When admitting new members, the International Olympic Committee requires them to take an oath. In this, they promise to keep themselves ‘free from any political or commercial influence and from any racial or religious consideration’. With this solemn promise, a hard line is drawn between the political and sporting arenas. In practice, however, this separation soon loses its meaning. There are few aspects of life that are truly apolitical. Sport, with its emotion, allegiance systems, and prominence on the global stage, is certainly not one of them.

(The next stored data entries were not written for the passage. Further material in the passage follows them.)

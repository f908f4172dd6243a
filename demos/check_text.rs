//! Check Text: submit a snippet and print the issues found.
//!
//! Needs a reachable platform and an API token:
//! ```sh
//! cargo run --example check_text -- https://acme.acrolinx.cloud my-signature my-token "Their is a typo."
//! ```

use std::time::Duration;

use acrolinx::prelude::*;

#[tokio::main]
async fn main() -> Result<(), Box<dyn std::error::Error>> {
    tracing_subscriber::fmt::init();

    let mut args = std::env::args().skip(1);
    let (Some(url), Some(signature), Some(token)) = (args.next(), args.next(), args.next()) else {
        eprintln!("usage: check_text <platform-url> <signature> <api-token> [text]");
        std::process::exit(2);
    };
    let text = args
        .next()
        .unwrap_or_else(|| "This sentence have an error in it.".to_string());

    let client = Client::builder(signature.as_str(), url)
        .with_api_token(token)
        .build()?;

    // Pick the default guidance profile the platform advertises.
    let (caps, _) = client
        .checking()
        .get_capabilities(Some(&GetCapabilitiesOptions::with_locale("en")))
        .await?;
    let profile = caps
        .default_guidance_profile()
        .or_else(|| caps.guidance_profiles.first())
        .ok_or("platform advertises no guidance profiles")?;
    println!("Guidance profile: {} ({})", profile.display_name, profile.id);

    let options = SubmitCheckBuilder::new(text)
        .guidance_profile(&profile.id)
        .content_format("TEXT")
        .check_type("interactive")
        .generated_batch_id(&signature)
        .build();
    let (check, _) = client.checking().submit_check(&options).await?;
    println!("Submitted check {}", check.id);

    let result = loop {
        match client.checking().get_check_result(&check).await?.0 {
            CheckStatus::InProgress(progress) => {
                println!("  {}% {}", progress.percent, progress.message);
                tokio::time::sleep(progress.retry_after().max(Duration::from_secs(1))).await;
            }
            CheckStatus::Complete(result) => break result,
        }
    };

    if let Some(quality) = &result.quality {
        println!("Score: {} ({})", quality.score, quality.status);
    }
    for issue in result.all_issues() {
        println!("[{}] {}", issue.goal_id, issue.display_surface);
        for suggestion in &issue.suggestions {
            println!("    -> {}", suggestion.surface);
        }
    }
    if let Some(scorecard) = result.report("scorecard") {
        println!("Scorecard: {}", scorecard.link);
    }

    Ok(())
}
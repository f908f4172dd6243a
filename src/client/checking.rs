//! Checking API: capabilities, check submission, result retrieval and
//! cancellation.
//!
//! A check moves through `submitted → processing* → complete` from the
//! caller's point of view. [`CheckingService::get_check_result`] is a single
//! poll: while the platform is still working it returns
//! [`CheckStatus::InProgress`] with a retry hint, and the caller decides when
//! to ask again.

use reqwest::Method;
use url::Url;

use crate::envelope::Outcome;
use crate::error::{AcrolinxError, AcrolinxResult};
use crate::types::{
    CancelledCheck, Capabilities, Check, CheckResult, GetCapabilitiesOptions, Links, Progress,
    SubmitCheckOptions,
};
use crate::utils::constants::{CAPABILITIES_PATH, CHECKS_PATH, HEADER_LOCALE};

use super::acrolinx_client::{insert_header, Client};
use super::transport::ApiRequest;

/// State of a check as reported by a single poll.
#[derive(Debug, Clone, PartialEq)]
pub enum CheckStatus {
    /// Still processing. Wait at least [`Progress::retry_after`] before
    /// polling again.
    InProgress(Progress),
    /// Finished; the full result tree. A response with neither data nor
    /// progress also lands here, as an empty `CheckResult`.
    Complete(Box<CheckResult>),
}

impl CheckStatus {
    pub fn is_complete(&self) -> bool {
        matches!(self, CheckStatus::Complete(_))
    }

    pub fn progress(&self) -> Option<&Progress> {
        match self {
            CheckStatus::InProgress(progress) => Some(progress),
            CheckStatus::Complete(_) => None,
        }
    }

    pub fn result(&self) -> Option<&CheckResult> {
        match self {
            CheckStatus::InProgress(_) => None,
            CheckStatus::Complete(result) => Some(result),
        }
    }

    pub fn into_result(self) -> Option<CheckResult> {
        match self {
            CheckStatus::InProgress(_) => None,
            CheckStatus::Complete(result) => Some(*result),
        }
    }
}

/// Checking operations, borrowed from a [`Client`] via [`Client::checking`].
#[derive(Debug, Clone, Copy)]
pub struct CheckingService<'a> {
    client: &'a Client,
}

impl<'a> CheckingService<'a> {
    pub(crate) fn new(client: &'a Client) -> Self {
        Self { client }
    }

    /// Fetch the platform's checking capabilities.
    ///
    /// A non-empty `locale` is sent as `X-Acrolinx-Client-Locale` and
    /// localizes display names.
    pub async fn get_capabilities(
        &self,
        options: Option<&GetCapabilitiesOptions>,
    ) -> AcrolinxResult<(Capabilities, Links)> {
        let mut request = self
            .client
            .new_request::<()>(Method::GET, CAPABILITIES_PATH, None)?;

        if let Some(locale) = options.map(|o| o.locale.as_str()).filter(|l| !l.is_empty()) {
            insert_header(&mut request.headers, HEADER_LOCALE, locale)?;
        }

        self.client.send::<Capabilities>(request).await?.into_data()
    }

    /// Submit content for checking.
    ///
    /// Returns the check handle and links, typically `result` (poll here)
    /// and `cancel`.
    pub async fn submit_check(
        &self,
        options: &SubmitCheckOptions,
    ) -> AcrolinxResult<(Check, Links)> {
        let request = self
            .client
            .new_request(Method::POST, CHECKS_PATH, Some(options))?;

        let (check, links) = self.client.send::<Check>(request).await?.into_data()?;
        tracing::debug!(check_id = %check.id, "check submitted");
        Ok((check, links))
    }

    /// Poll a check once.
    pub async fn get_check_result(&self, check: &Check) -> AcrolinxResult<(CheckStatus, Links)> {
        let request = self.check_request(Method::GET, check)?;

        match self.client.send::<CheckResult>(request).await?.into_outcome() {
            Outcome::Error(err) => Err(AcrolinxError::Service(err)),
            Outcome::Progress { progress, links } => {
                tracing::debug!(
                    check_id = %check.id,
                    percent = progress.percent,
                    retry_after = progress.retry_after,
                    "check still processing"
                );
                Ok((CheckStatus::InProgress(progress), links))
            }
            Outcome::Result { data, links } => {
                tracing::debug!(check_id = %check.id, "check complete");
                Ok((CheckStatus::Complete(Box::new(data)), links))
            }
        }
    }

    /// Ask the platform to stop a running check.
    ///
    /// This is the request behind a submission's `cancel` link. Polling a
    /// cancelled check afterwards reports whatever the platform returns.
    pub async fn cancel_check(&self, check: &Check) -> AcrolinxResult<(CancelledCheck, Links)> {
        let request = self.check_request(Method::DELETE, check)?;

        let (cancelled, links) = self
            .client
            .send::<CancelledCheck>(request)
            .await?
            .into_data()?;
        tracing::debug!(check_id = %cancelled.id, "check cancelled");
        Ok((cancelled, links))
    }

    /// Request addressing a single check below the checks collection.
    fn check_request(&self, method: Method, check: &Check) -> AcrolinxResult<ApiRequest> {
        let mut request = self.client.new_request::<()>(method, CHECKS_PATH, None)?;
        push_segment(&mut request.url, &check.id)?;
        Ok(request)
    }
}

/// Append `segment` as one percent-encoded path segment.
///
/// `/`, `?` and `#` are escaped, and bare `.` or `..` segments are dropped,
/// so an id can never leave the collection path.
fn push_segment(url: &mut Url, segment: &str) -> AcrolinxResult<()> {
    let rendered = url.to_string();
    url.path_segments_mut()
        .map_err(|()| AcrolinxError::InvalidUrl {
            url: rendered,
            message: "URL cannot have path segments".to_string(),
        })?
        .push(segment);
    Ok(())
}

This month’s Winter Games in South Korea seem to embody this issue. The nasty legacy of Russia’s doping ban remains in the air. The increasingly fraught Korean peninsula is inextricably tied to the event: Kim Jo-young, sister of North Korean leader Kim Jong-un, was all smiles, kindling hopes for peace, but there is little doubt that she is but a soft-power extension of that regime’s foreign policy. The world is too connected now, perhaps, for the Games to be depoliticized.

It must be noted, however, that the politicization of the Olympics did not begin in Pyeongchang. The first and most obvious example would be the Berlin Games of 1936 – a golden opportunity, successfully exploited – to showcase the power and grandeur of the newly-created Nazi state. Threatened with a boycott, Adolf Hitler eventually gave up his attempts to ban Jewish athletes from competing, but was able to prevent German Jews from doing so; many other nations acquiesced and sidelined Jewish athletes to avoid offending the hosts. The regime draped the city in swastika banners and built a massive new Olympiastadion. A glaring chink in Nazi armor was exposed when Jesse Owens, the black American track athlete, reportedly infuriated Hitler by winning four gold medals, a resounding rebuke to the regime’s ideological bedrock of Aryan racial superiority.

The destruction of that race-obsessed society did not see the end of racial oppression, and that deeply political issue again reared its carbuncled head in Mexico City in 1968, when Tommie Smith and John Carlos, American track and field medalists, raised gloved fists in black power salutes on the podium. Second-place finisher Peter Norman, a white Australian, covered his track jacket with human-rights badges. Avery Brundage, head of the IOC at the time, was incensed, condemning the politicization of the Games, and forced the US Olympic Committee to expel Smith and Carlos. Brundage had expressed no such qualms about the Nazi salutes of the 1936 Games.

The horror of the killings at Munich in 1972, when Black September terrorists murdered eleven members of the Israeli delegation plus a police officer, shook the world, a hateful spillover of geopolitical conflict into an officially neutral sporting event. In the following years, the Games could not avoid being contaminated by the Cold War, with the main adversaries, America and the USSR, boycotting each other’s editions in Moscow in 1980 and Los Angeles in 1984. The 2008 Beijing Games were criticized as a climate-controlled bubble in a totalitarian state – climates both meteorological and political. The same accusation was leveled at Russia’s hosting of the Winter Olympics in Sochi in 2014.

Political doctrines are placing an increasing emphasis on ‘soft power’, and the Olympics, globally revered and scrutinized, are an ideal forum to emphasize, and grow, authority and influence. The medal podium is now as much of a political stage as the UN podium. The difference is not always clear.